Luca Tacchetto arriva a Roma, dopo 15 mesi di prigionia
LazioSequestrato il 16 dicembre 2018 in Burkina Faso assieme alla compagna canadese Edith Blais, è sbarcato questa notte a Ciampino. "Siamo stati trattati bene. Non ci hanno mai minacciato con le armi", ha raccontato il ragazzo a pm e carabinieri
Questa notte è atterrato all'aeroporto di Ciampino a Roma, Luca Tacchetto, sequestrato il 16 dicembre 2018 in Burkina Faso assieme alla compagna canadese Edith Blais. Lo riferisce la Farnesina. Ad attenderlo, tra gli altri, il capo dell'Unità di Crisi della Farnesina che è stata al fianco della famiglia negli ultimi 15 mesi. (LA VICENDA - LA LIBERAZIONE)
"Siamo stati trattati bene e mai minacciati con le armi"

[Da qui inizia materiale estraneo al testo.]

// SPDX-FileCopyrightText: 2026 Peerwarden Contributors
// SPDX-License-Identifier: MIT OR Apache-2.0

//! Feedback submission and the moderation buttons that follow it.

use chrono::{DateTime, TimeDelta, Utc};
use futures::future::join_all;
use peerwarden_core::{
    Button, CallbackAction, CallbackEvent, ExpirySpan, Feedback, InboundMessage, OutboundMessage,
    UserLevel,
};
use tracing::{debug, info, warn};

use super::callbacks::feedback_event;
use super::{Caller, Handler};
use crate::dates::parse_local_datetime;
use crate::state::Flow;
use crate::texts;

/// Length of a "month" granted from the level buttons.
const MONTH_DAYS: i64 = 32;

/// Timeout for removing a feedback author's client.
const REMOVE_TIMEOUT: std::time::Duration = std::time::Duration::from_secs(30);

fn moderation_keyboard(feedback_id: i64, from_staff: bool) -> Vec<Vec<Button>> {
    let read = Button::new("✅ Read", CallbackAction::FeedbackRead(feedback_id));
    if from_staff {
        return vec![vec![read]];
    }
    vec![
        vec![
            Button::new("💬 Reply", CallbackAction::FeedbackReply(feedback_id)),
            Button::new("🎚 Level", CallbackAction::FeedbackLevel(feedback_id)),
        ],
        vec![
            Button::new("🗑 Delete config", CallbackAction::FeedbackDeleteConfig(feedback_id)),
            read,
        ],
    ]
}

fn level_keyboard(feedback_id: i64) -> Vec<Vec<Button>> {
    let pick = |label: &str, level| {
        Button::new(
            label,
            CallbackAction::FeedbackPickLevel {
                level,
                feedback_id,
            },
        )
    };
    vec![
        vec![pick("🚫 Ban", UserLevel::Ban), pick("👤 Basic", UserLevel::Basic)],
        vec![
            pick("⭐ Premium", UserLevel::Premium),
            pick("🛡 Moderator", UserLevel::Moderator),
        ],
        vec![pick("👑 Admin", UserLevel::Admin)],
        vec![Button::new("❌ Cancel", CallbackAction::FeedbackDismiss(feedback_id))],
    ]
}

fn expiry_keyboard(level: UserLevel, feedback_id: i64) -> Vec<Vec<Button>> {
    let span = |label: &str, span| {
        Button::new(
            label,
            CallbackAction::FeedbackExpiry {
                span,
                level,
                feedback_id,
            },
        )
    };
    vec![
        vec![
            span("📅 Month", ExpirySpan::Month),
            span("♾ Forever", ExpirySpan::Forever),
        ],
        vec![Button::new("❌ Cancel", CallbackAction::FeedbackDismiss(feedback_id))],
    ]
}

fn expiry_for(span: ExpirySpan, now: DateTime<Utc>) -> Option<DateTime<Utc>> {
    match span {
        ExpirySpan::Month => Some(now + TimeDelta::days(MONTH_DAYS)),
        ExpirySpan::Forever => None,
    }
}

impl Handler {
    pub(super) async fn submit_feedback(&self, caller: &Caller, text: &str) {
        let feedback_id = match self.svc.feedback.save(caller.user.id, text).await {
            Ok(id) => id,
            Err(e) => {
                warn!(user_id = caller.user.id, error = %e, "saving feedback failed");
                self.conversations.cancel(caller.user.id).await;
                self.reply(caller.chat_id, texts::FEEDBACK_ERROR).await;
                self.emit(caller.event("feedback_sent").error(&e));
                return;
            }
        };
        self.conversations.complete(caller.user.id).await;
        self.reply(caller.chat_id, texts::FEEDBACK_RECEIVED).await;
        self.emit(feedback_event(caller, "feedback_sent", feedback_id));

        let staff = match self.svc.accounts.list_staff().await {
            Ok(staff) => staff,
            Err(e) => {
                warn!(error = %e, "listing staff for feedback notification failed");
                return;
            }
        };
        let from_staff = caller.account.as_ref().is_some_and(|a| a.is_staff());
        let notification = texts::feedback_notification(
            &caller.user.display_name(),
            caller.user.id,
            feedback_id,
            text,
        );

        let sends = staff.iter().filter_map(|member| member.user_id).map(|chat_id| {
            self.send(
                OutboundMessage::html(chat_id, notification.clone())
                    .with_keyboard(moderation_keyboard(feedback_id, from_staff)),
            )
        });
        let notified = join_all(sends)
            .await
            .into_iter()
            .filter(Option::is_some)
            .count();
        info!(feedback_id, notified, "feedback submitted");
        self.emit(
            caller
                .event("feedback_notification_sent")
                .output(format!("feedback #{feedback_id} sent to {notified} staff")),
        );
    }

    pub(super) async fn on_feedback_action(&self, caller: &Caller, cb: &CallbackEvent) {
        if let CallbackAction::FeedbackDismiss(feedback_id) = cb.action {
            self.conversations.cancel(caller.user.id).await;
            self.reply(caller.chat_id, texts::FEEDBACK_ACTION_CANCELLED)
                .await;
            self.emit(feedback_event(caller, "feedback_action_cancelled", feedback_id));
            return;
        }
        if !self.require(caller, UserLevel::Moderator).await {
            return;
        }

        match cb.action {
            CallbackAction::FeedbackRead(_) => {
                if let Some(id) = cb.message_id {
                    self.delete(cb.chat_id, id).await;
                }
            }
            CallbackAction::FeedbackReply(feedback_id) => {
                let Some(fb) = self.load_open_feedback(caller, feedback_id).await else {
                    return;
                };
                self.conversations
                    .begin(
                        caller.user.id,
                        Flow::FeedbackModeratorReply {
                            feedback_id,
                            target_user_id: fb.user_id,
                        },
                    )
                    .await;
                let keyboard = vec![vec![Button::new(
                    "❌ Cancel",
                    CallbackAction::FeedbackDismiss(feedback_id),
                )]];
                self.reply_with_keyboard(caller.chat_id, texts::FEEDBACK_REQUEST_RESPONSE, keyboard)
                    .await;
            }
            CallbackAction::FeedbackLevel(feedback_id) => {
                if self.load_open_feedback(caller, feedback_id).await.is_none() {
                    return;
                }
                self.reply_with_keyboard(
                    caller.chat_id,
                    texts::FEEDBACK_SELECT_LEVEL,
                    level_keyboard(feedback_id),
                )
                .await;
            }
            CallbackAction::FeedbackPickLevel { level, feedback_id } => {
                let Some(fb) = self.load_open_feedback(caller, feedback_id).await else {
                    return;
                };
                self.conversations
                    .begin(
                        caller.user.id,
                        Flow::FeedbackLevelDate {
                            feedback_id,
                            target_user_id: fb.user_id,
                            level,
                        },
                    )
                    .await;
                self.reply_with_keyboard(
                    caller.chat_id,
                    texts::request_date(level),
                    expiry_keyboard(level, feedback_id),
                )
                .await;
            }
            CallbackAction::FeedbackExpiry {
                span,
                level,
                feedback_id,
            } => {
                let Some(fb) = self.load_open_feedback(caller, feedback_id).await else {
                    return;
                };
                let expires_at = expiry_for(span, Utc::now());
                self.apply_level(caller, feedback_id, fb.user_id, level, expires_at)
                    .await;
            }
            CallbackAction::FeedbackDeleteConfig(feedback_id) => {
                let Some(fb) = self.load_open_feedback(caller, feedback_id).await else {
                    return;
                };
                self.delete_author_config(caller, &fb).await;
            }
            _ => {}
        }
    }

    /// The feedback entry when it exists and is still open. Otherwise the
    /// moderator is told why and their flow is cleared.
    async fn load_open_feedback(&self, caller: &Caller, feedback_id: i64) -> Option<Feedback> {
        let fb = match self.svc.feedback.get(feedback_id).await {
            Ok(Some(fb)) => fb,
            Ok(None) => {
                self.conversations.cancel(caller.user.id).await;
                self.reply(caller.chat_id, texts::FEEDBACK_NOT_FOUND).await;
                return None;
            }
            Err(e) => {
                warn!(feedback_id, error = %e, "loading feedback failed");
                self.conversations.cancel(caller.user.id).await;
                self.reply(caller.chat_id, texts::FEEDBACK_NOT_FOUND).await;
                return None;
            }
        };
        if !fb.is_processed() {
            return Some(fb);
        }

        let moderator = match fb.responded_by {
            Some(id) => match self.svc.accounts.get_by_user_id(id).await {
                Ok(Some(acc)) => acc.display_name(),
                _ => id.to_string(),
            },
            None => "unknown".to_string(),
        };
        debug!(feedback_id, moderator = %moderator, "feedback already processed");
        self.conversations.cancel(caller.user.id).await;
        self.reply(
            caller.chat_id,
            texts::feedback_already_processed(&fb, &moderator),
        )
        .await;
        None
    }

    async fn delete_author_config(&self, caller: &Caller, fb: &Feedback) {
        let author = match self.svc.accounts.get_by_user_id(fb.user_id).await {
            Ok(Some(acc)) => acc,
            Ok(None) | Err(_) => {
                self.reply(caller.chat_id, texts::FEEDBACK_USER_NOT_FOUND).await;
                return;
            }
        };
        let client = author
            .client_name()
            .unwrap_or_else(|| fb.user_id.to_string());

        let result = self.svc.actions.remove(&client, REMOVE_TIMEOUT).await;
        let (response, exit_code) = match &result {
            Ok(out) => (
                format!("User configuration deleted (exit code: {})", out.exit_code),
                out.exit_code,
            ),
            Err(e) => (
                format!("User configuration deletion attempted but failed: {e}"),
                -1,
            ),
        };

        if let Err(e) = self
            .svc
            .feedback
            .respond(fb.id, &response, caller.user.id)
            .await
        {
            warn!(feedback_id = fb.id, error = %e, "recording feedback response failed");
            self.reply(caller.chat_id, texts::FEEDBACK_SAVE_FAILED).await;
            return;
        }

        info!(feedback_id = fb.id, client = %client, exit_code, "author configuration removed");
        self.reply(
            caller.chat_id,
            texts::config_deleted(&author.display_name(), fb.user_id, exit_code),
        )
        .await;
        let event = caller.event("feedback_config_deleted").client(client);
        let event = match &result {
            Ok(out) => event.action(out),
            Err(e) => event.error(e),
        };
        self.emit(event);
    }

    pub(super) async fn send_moderator_reply(
        &self,
        caller: &Caller,
        feedback_id: i64,
        target_user_id: i64,
        text: &str,
    ) {
        if self.load_open_feedback(caller, feedback_id).await.is_none() {
            return;
        }

        let delivery = self
            .svc
            .gateway
            .send(OutboundMessage::html(
                target_user_id,
                texts::support_response(text),
            ))
            .await;
        if let Err(e) = delivery {
            warn!(feedback_id, target_user_id, error = %e, "delivering reply failed");
            self.conversations.cancel(caller.user.id).await;
            self.reply(caller.chat_id, texts::FEEDBACK_RESPONSE_FAILED).await;
            return;
        }

        if let Err(e) = self
            .svc
            .feedback
            .respond(feedback_id, text, caller.user.id)
            .await
        {
            warn!(feedback_id, error = %e, "recording feedback response failed");
            self.reply(caller.chat_id, texts::FEEDBACK_SAVE_FAILED).await;
        }
        self.conversations.complete(caller.user.id).await;
        self.reply(caller.chat_id, texts::FEEDBACK_RESPONSE_SENT).await;
        self.emit(feedback_event(caller, "feedback_responded", feedback_id));
    }

    pub(super) async fn apply_entered_date(
        &self,
        caller: &Caller,
        msg: &InboundMessage,
        feedback_id: i64,
        target_user_id: i64,
        level: UserLevel,
    ) {
        if self.load_open_feedback(caller, feedback_id).await.is_none() {
            return;
        }
        match parse_local_datetime(msg.text.trim()) {
            Ok(expires_at) => {
                self.apply_level(caller, feedback_id, target_user_id, level, Some(expires_at))
                    .await;
            }
            Err(e) => {
                debug!(user_id = caller.user.id, error = %e, "rejected expiry date");
                self.delete(msg.chat_id, msg.message_id).await;
                self.reply(caller.chat_id, texts::FEEDBACK_INVALID_DATE).await;
            }
        }
    }

    /// Set the author's level and close the feedback entry with a summary.
    async fn apply_level(
        &self,
        caller: &Caller,
        feedback_id: i64,
        target_user_id: i64,
        level: UserLevel,
        expires_at: Option<DateTime<Utc>>,
    ) {
        if let Err(e) = self.svc.accounts.set_level(target_user_id, level).await {
            self.conversations.cancel(caller.user.id).await;
            if e.is_not_found() {
                self.reply(caller.chat_id, texts::USER_NOT_FOUND).await;
            } else {
                warn!(target_user_id, error = %e, "changing level failed");
                self.reply(caller.chat_id, texts::GENERIC_ERROR).await;
            }
            return;
        }
        if level.carries_expiry() {
            let reason = format!("Set by moderator {}", caller.user.display_name());
            if let Err(e) = self
                .svc
                .accounts
                .set_premium(target_user_id, expires_at, &reason)
                .await
            {
                warn!(target_user_id, error = %e, "setting level expiry failed");
            }
        }

        let until = expires_at
            .map(texts::format_local)
            .unwrap_or_else(|| "forever".to_string());
        let response = texts::level_changed(level, &until);
        if let Err(e) = self
            .svc
            .feedback
            .respond(feedback_id, &response, caller.user.id)
            .await
        {
            warn!(feedback_id, error = %e, "recording feedback response failed");
        }

        info!(feedback_id, target_user_id, level = %level, "level changed from feedback");
        self.conversations.complete(caller.user.id).await;
        self.reply(caller.chat_id, format!("✅ {response}")).await;
        self.emit(caller.event("feedback_level_changed").output(response));
    }
}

Tacchetto è stato ascoltato dal pm di Roma Sergio Colaiocco e dai carabinieri del Ros a cui ha raccontato di essere stato "trattato bene. Non ci hanno mai minacciato con le armi, mangiavamo tutti i giorni anche se poco. Il sequestro è stato messo in atto da un gruppo che si è autodefinito jihadista vicino ad Al Qaeda. Per come ci hanno trattato credo fosse un gruppo esperto, abituato a gestire situazioni del genere. I nostri carcerieri ci hanno detto, qualche giorno fa, che in Italia c'erano dei problemi senza specificare che si trattava del Coronavirus".
Il rapimento
Il giorno del rapimento, Tacchetto era in viaggio con la sua compagna. I due erano partiti dall'Italia in auto, avevano percorso le strade della Francia e della Spagna ed erano scesi in Marocco. Da qui si erano mossi verso il Burkina Faso, ma la destinazione finale era il Togo, paese in cui Tacchetto avrebbe cominciato a lavorare a breve. "Siamo stati fermati poco lontano del Parco Nazionale 'W', che si trova tra il Burkina Faso, Benin e il Togo - ha spiegato il 30enne -.A bloccarci un gruppo di sei Mujaheddin: abbiamo camminato per settimane, anche a bordo di auto, moto e di una pagoda. Siamo stati portati, nel gennaio del 2019, nell'area desertica del Mali dove siamo rimasti per tutto il tempo del sequestro. Per un periodo io e la mia fidanzata siamo stati divisi, poi però quando lei ha cominciato a stare male ci hanno riuniti. Ogni tanto effettuavamo dei trasferimenti, ma restando sempre nella stessa area".
Il racconto della fuga
"La sera del 12 marzo abbiamo notato che il gruppo dei nostri carcerieri si era allontanato da noi per dormire e ne abbiamo approfittato per scappare", ha spiegato Tacchetto. "Ci siamo fabbricati delle scarpe di fortuna con gli stracci di alcuni indumenti e abbiamo camminato per tutta la notte. Abbiamo raggiunto una 'pista' stradale e abbiamo continuato a camminare per ore. Poi abbiamo fermato un camion che passava che ci portati ad una base militare".